● ASSIGNMENT: Locate, in the data below, the line that contains "filename src/web/cache.rs" and the line that contains "not stored afterwards."; reproduce exactly those two lines and every line between them, nothing more.

◇ ◇ ◇ ◇ ◇

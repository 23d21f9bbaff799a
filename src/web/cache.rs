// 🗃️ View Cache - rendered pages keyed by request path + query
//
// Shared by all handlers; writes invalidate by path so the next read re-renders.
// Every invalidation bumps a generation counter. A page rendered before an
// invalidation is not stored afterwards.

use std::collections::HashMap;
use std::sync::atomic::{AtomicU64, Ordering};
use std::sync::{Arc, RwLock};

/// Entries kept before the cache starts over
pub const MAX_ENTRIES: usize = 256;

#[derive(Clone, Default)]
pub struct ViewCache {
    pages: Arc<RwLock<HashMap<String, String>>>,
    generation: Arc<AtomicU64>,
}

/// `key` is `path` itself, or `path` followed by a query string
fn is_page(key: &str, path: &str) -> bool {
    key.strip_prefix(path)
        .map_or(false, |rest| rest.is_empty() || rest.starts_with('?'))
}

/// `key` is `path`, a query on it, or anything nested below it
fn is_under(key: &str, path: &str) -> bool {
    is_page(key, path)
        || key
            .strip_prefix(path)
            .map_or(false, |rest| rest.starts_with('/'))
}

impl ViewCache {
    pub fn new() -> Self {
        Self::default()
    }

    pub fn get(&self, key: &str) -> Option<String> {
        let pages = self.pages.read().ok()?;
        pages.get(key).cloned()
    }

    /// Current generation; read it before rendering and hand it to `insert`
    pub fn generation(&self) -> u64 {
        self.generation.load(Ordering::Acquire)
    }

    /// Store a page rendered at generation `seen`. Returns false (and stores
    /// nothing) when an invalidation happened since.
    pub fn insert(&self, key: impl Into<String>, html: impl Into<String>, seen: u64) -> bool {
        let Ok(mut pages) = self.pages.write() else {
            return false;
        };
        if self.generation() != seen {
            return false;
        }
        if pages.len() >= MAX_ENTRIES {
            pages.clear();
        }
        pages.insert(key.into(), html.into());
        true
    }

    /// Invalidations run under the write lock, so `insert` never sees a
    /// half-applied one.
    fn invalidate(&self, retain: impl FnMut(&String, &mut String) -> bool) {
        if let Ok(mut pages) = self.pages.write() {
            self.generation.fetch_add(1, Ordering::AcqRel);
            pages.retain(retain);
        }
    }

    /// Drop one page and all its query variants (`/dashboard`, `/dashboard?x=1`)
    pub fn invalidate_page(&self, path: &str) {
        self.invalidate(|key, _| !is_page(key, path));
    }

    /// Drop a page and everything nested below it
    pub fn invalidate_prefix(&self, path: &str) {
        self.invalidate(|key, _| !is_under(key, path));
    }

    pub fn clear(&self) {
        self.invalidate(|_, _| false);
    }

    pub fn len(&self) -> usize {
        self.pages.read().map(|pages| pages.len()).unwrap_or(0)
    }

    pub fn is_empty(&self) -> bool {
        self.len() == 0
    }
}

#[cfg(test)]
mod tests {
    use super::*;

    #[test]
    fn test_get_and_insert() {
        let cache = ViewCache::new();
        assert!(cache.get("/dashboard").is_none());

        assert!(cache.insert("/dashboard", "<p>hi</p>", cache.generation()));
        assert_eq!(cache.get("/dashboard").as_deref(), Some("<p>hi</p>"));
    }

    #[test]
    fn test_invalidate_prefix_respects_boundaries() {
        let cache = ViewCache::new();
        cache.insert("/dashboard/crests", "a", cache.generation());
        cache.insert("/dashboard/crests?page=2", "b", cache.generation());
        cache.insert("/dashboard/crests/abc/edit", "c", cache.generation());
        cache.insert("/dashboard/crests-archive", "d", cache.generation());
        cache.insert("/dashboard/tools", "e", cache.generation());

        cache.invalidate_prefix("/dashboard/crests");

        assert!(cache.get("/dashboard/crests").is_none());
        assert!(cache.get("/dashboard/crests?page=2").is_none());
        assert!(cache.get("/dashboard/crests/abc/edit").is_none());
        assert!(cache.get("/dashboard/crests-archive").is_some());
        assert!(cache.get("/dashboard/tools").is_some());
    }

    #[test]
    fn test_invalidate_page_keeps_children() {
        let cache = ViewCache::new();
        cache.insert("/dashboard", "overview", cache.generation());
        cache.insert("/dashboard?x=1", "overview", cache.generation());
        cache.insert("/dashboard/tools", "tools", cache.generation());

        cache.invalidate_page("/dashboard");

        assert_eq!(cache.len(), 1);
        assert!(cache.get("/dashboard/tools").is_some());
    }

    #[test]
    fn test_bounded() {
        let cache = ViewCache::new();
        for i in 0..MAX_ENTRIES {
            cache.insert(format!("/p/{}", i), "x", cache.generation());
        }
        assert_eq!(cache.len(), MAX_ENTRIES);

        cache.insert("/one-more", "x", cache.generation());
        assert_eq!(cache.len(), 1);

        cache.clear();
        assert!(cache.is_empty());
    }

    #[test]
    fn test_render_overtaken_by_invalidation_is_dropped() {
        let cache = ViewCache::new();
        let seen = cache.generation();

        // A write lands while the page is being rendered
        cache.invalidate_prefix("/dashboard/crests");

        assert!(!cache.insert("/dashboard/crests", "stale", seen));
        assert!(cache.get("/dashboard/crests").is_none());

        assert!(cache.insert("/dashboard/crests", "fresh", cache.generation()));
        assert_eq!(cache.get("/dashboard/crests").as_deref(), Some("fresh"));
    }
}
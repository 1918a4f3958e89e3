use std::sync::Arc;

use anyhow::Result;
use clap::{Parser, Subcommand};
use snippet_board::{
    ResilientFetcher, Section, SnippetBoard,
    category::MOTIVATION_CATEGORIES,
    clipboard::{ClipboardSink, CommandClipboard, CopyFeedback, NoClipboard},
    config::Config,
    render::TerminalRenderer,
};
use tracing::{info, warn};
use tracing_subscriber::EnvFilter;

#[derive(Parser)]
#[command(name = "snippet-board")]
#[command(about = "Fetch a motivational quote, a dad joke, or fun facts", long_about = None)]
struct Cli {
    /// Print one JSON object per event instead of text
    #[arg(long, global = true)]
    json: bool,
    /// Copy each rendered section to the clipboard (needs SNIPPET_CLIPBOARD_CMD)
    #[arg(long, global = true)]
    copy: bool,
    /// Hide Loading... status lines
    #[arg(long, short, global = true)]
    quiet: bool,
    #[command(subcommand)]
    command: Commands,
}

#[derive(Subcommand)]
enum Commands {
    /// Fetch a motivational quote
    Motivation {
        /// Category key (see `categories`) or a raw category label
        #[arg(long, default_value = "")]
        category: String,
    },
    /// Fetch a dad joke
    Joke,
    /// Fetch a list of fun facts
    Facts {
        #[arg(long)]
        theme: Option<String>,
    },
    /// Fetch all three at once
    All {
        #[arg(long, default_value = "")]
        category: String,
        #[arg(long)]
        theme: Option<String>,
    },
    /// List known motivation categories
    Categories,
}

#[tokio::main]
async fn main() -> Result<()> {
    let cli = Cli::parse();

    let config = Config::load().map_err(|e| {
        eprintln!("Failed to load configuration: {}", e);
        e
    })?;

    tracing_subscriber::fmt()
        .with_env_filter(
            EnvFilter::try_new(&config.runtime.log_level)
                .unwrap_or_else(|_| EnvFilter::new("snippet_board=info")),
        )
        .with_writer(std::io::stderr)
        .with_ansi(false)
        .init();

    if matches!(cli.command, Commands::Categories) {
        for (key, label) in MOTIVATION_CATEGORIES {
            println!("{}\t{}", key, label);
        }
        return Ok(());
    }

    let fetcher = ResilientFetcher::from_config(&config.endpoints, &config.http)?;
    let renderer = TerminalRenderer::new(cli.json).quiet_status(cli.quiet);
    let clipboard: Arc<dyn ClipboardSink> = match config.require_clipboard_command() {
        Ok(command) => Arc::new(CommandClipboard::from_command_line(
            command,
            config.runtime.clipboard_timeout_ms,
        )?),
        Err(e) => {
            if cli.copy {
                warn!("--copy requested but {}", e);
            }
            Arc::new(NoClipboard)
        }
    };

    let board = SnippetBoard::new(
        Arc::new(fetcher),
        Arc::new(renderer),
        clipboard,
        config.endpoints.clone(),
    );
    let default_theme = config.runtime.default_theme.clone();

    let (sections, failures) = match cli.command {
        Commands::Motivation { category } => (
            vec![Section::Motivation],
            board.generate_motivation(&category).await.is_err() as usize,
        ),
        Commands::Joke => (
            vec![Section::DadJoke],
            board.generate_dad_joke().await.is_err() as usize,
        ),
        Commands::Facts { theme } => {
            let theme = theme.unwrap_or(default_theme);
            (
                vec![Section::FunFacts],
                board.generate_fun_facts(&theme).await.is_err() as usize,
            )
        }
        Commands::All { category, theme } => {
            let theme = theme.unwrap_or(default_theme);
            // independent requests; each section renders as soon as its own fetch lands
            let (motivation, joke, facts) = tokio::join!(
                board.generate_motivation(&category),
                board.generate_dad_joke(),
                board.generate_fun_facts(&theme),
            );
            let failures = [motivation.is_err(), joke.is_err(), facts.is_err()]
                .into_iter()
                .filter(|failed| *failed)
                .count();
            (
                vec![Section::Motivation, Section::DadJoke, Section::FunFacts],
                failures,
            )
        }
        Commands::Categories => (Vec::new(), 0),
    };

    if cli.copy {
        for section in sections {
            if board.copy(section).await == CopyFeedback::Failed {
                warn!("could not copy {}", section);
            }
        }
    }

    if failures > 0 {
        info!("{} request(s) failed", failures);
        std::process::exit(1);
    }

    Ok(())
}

◇ ◇ ◇ ◇ ◇

● SOLUTION TO THIS TASK:
filename src/web/cache.rs
// 🗃️ View Cache - rendered pages keyed by request path + query
//
// Shared by all handlers; writes invalidate by path so the next read re-renders.
// Every invalidation bumps a generation counter. A page rendered before an
// invalidation is not stored afterwards.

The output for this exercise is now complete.